- Problem statement
Scan the material below for every line with the string "needs", and copy those lines.

- Material for this task
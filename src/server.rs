use std::{net::SocketAddr, str::FromStr, sync::Arc};

use axum::{Extension, Router, routing::get};
use reqwest::Client;
use tokio::net::TcpListener;

use crate::{
    Res, api,
    config::Config,
    error::ServiceError,
    http,
    management::SessionStore,
};

/// Everything a handler needs: configuration, the outbound client and the
/// session store.
#[derive(Debug, Clone)]
pub struct AppState {
    pub config: Arc<Config>,
    pub http: Client,
    pub sessions: SessionStore,
}

impl AppState {
    /// # Errors
    ///
    /// Fails if the HTTP client cannot be built.
    pub fn new(config: Config) -> Result<Self, ServiceError> {
        let http = http::build_client(config.http_timeout)?;
        let sessions = SessionStore::new(config.state_ttl);
        Ok(Self {
            config: Arc::new(config),
            http,
            sessions,
        })
    }
}

pub fn router(state: AppState) -> Router {
    Router::new()
        .route("/", get(api::index))
        .route("/health", get(api::health))
        .route("/login", get(api::login_spotify))
        .route("/loginSpotify", get(api::login_spotify))
        .route("/loginGenius", get(api::login_genius))
        .route("/callback", get(api::callback))
        .route("/getPlaylist", get(api::missing_playlist_id))
        .route("/getPlaylist/", get(api::missing_playlist_id))
        .route("/getPlaylist/{id}", get(api::get_playlist))
        .route("/getTrack", get(api::get_track))
        .layer(Extension(state))
}

/// Binds the configured address.
///
/// # Errors
///
/// Fails if the address does not parse or cannot be bound.
pub async fn bind(address: &str) -> Res<TcpListener> {
    let addr = SocketAddr::from_str(address)
        .map_err(|e| format!("Failed to parse server address {address:?}: {e}"))?;
    let listener = TcpListener::bind(&addr).await?;
    Ok(listener)
}

/// Serves the router on `listener` until Ctrl-C.
///
/// # Errors
///
/// Fails if the server stops with an I/O error.
pub async fn start_api_server(listener: TcpListener, state: AppState) -> Res<()> {
    axum::serve(listener, router(state))
        .with_graceful_shutdown(async {
            let _ = tokio::signal::ctrl_c().await;
        })
        .await?;
    Ok(())
}
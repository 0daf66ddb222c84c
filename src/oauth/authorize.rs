use reqwest::Url;

use crate::{error::ServiceError, provider::ProviderConfig};

/// Builds the provider's authorization URL for one login attempt.
///
/// Sets `response_type=code`, `client_id`, `scope`, `redirect_uri` and `state`
/// on the provider's authorize endpoint. Existing query parameters on the
/// endpoint are kept.
///
/// # Errors
///
/// Returns [`ServiceError::RequestConstruction`] if the configured authorize
/// endpoint is not a valid absolute URL.
///
/// # Example
///
/// ```
/// let provider = ProviderConfig::spotify("id", "secret", "http://127.0.0.1:3000/callback");
/// let url = authorization_url(&provider, "Ab3dEf6hIj9kLm2n")?;
/// // https://accounts.spotify.com/authorize?response_type=code&client_id=id&...
/// ```
pub fn authorization_url(provider: &ProviderConfig, state: &str) -> Result<Url, ServiceError> {
    let mut url = Url::parse(&provider.authorize_url).map_err(|e| {
        ServiceError::RequestConstruction(format!(
            "invalid {} authorize URL {:?}: {}",
            provider.provider, provider.authorize_url, e
        ))
    })?;

    url.query_pairs_mut()
        .append_pair("response_type", "code")
        .append_pair("client_id", &provider.client_id)
        .append_pair("scope", &provider.scope)
        .append_pair("redirect_uri", &provider.redirect_uri)
        .append_pair("state", state);

    Ok(url)
}
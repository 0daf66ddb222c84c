//! # CLI Module
//!
//! Command implementations for the `tunebridge` binary.
//!
//! - [`serve`] - Runs the HTTP service (login, callback, playlist and track routes)
//! - [`search`] - One-off anonymous Deezer track search rendered as a table
//!
//! Both commands report through the crate's console macros. Startup failures
//! (missing credentials, unbindable address) terminate the process.

mod search;
mod serve;

pub use search::search;
pub use serve::serve;
use axum::{
    http::StatusCode,
    response::{IntoResponse, Response},
};
use thiserror::Error;

use crate::provider::Provider;

/// Every way a request to the service can fail.
///
/// Errors are rendered at the handler boundary as a plain-text body with the
/// status from [`ServiceError::status_code`]. Nothing is retried.
#[derive(Debug, Error)]
pub enum ServiceError {
    /// Required caller input is missing or empty.
    #[error("bad request: {0}")]
    BadRequest(String),

    /// The callback `state` is unknown, expired, or not bound to this browser.
    #[error("invalid or expired OAuth state")]
    InvalidState,

    /// No usable access token for the provider a resource needs.
    #[error("not authenticated with {0}, visit /login first")]
    NotAuthenticated(Provider),

    /// A token endpoint (or a resource endpoint with 401) rejected the request.
    #[error("upstream auth error: status {status}, response: {body}")]
    UpstreamAuth { status: u16, body: String },

    /// A resource endpoint answered with a non-success status.
    #[error("upstream returned status {status}, response: {body}")]
    UpstreamStatus { status: u16, body: String },

    /// The HTTP call itself failed (connect, timeout, reading the body).
    #[error("upstream request failed: {0}")]
    UpstreamRequest(#[from] reqwest::Error),

    /// The payload was not JSON or lacked an expected field.
    #[error("malformed response: {0}")]
    MalformedResponse(String),

    /// A search produced an empty result sequence.
    #[error("no results for \"{0}\"")]
    NoResults(String),

    /// An outbound URL could not be built.
    #[error("failed to build request: {0}")]
    RequestConstruction(String),
}

impl ServiceError {
    /// HTTP status used when the error reaches a client.
    ///
    /// Caller mistakes are 400. A missing token is 401. An empty search is
    /// 404. A URL that cannot be built is 500. Anything the upstream did wrong
    /// is 502.
    pub fn status_code(&self) -> StatusCode {
        match self {
            ServiceError::BadRequest(_) | ServiceError::InvalidState => StatusCode::BAD_REQUEST,
            ServiceError::NotAuthenticated(_) => StatusCode::UNAUTHORIZED,
            ServiceError::NoResults(_) => StatusCode::NOT_FOUND,
            ServiceError::RequestConstruction(_) => StatusCode::INTERNAL_SERVER_ERROR,
            ServiceError::UpstreamAuth { .. }
            | ServiceError::UpstreamStatus { .. }
            | ServiceError::UpstreamRequest(_)
            | ServiceError::MalformedResponse(_) => StatusCode::BAD_GATEWAY,
        }
    }
}

impl IntoResponse for ServiceError {
    fn into_response(self) -> Response {
        (self.status_code(), self.to_string()).into_response()
    }
}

- Answer to the exercise
/// Everything a handler needs: configuration, the outbound client and the
    /// No usable access token for the provider a resource needs.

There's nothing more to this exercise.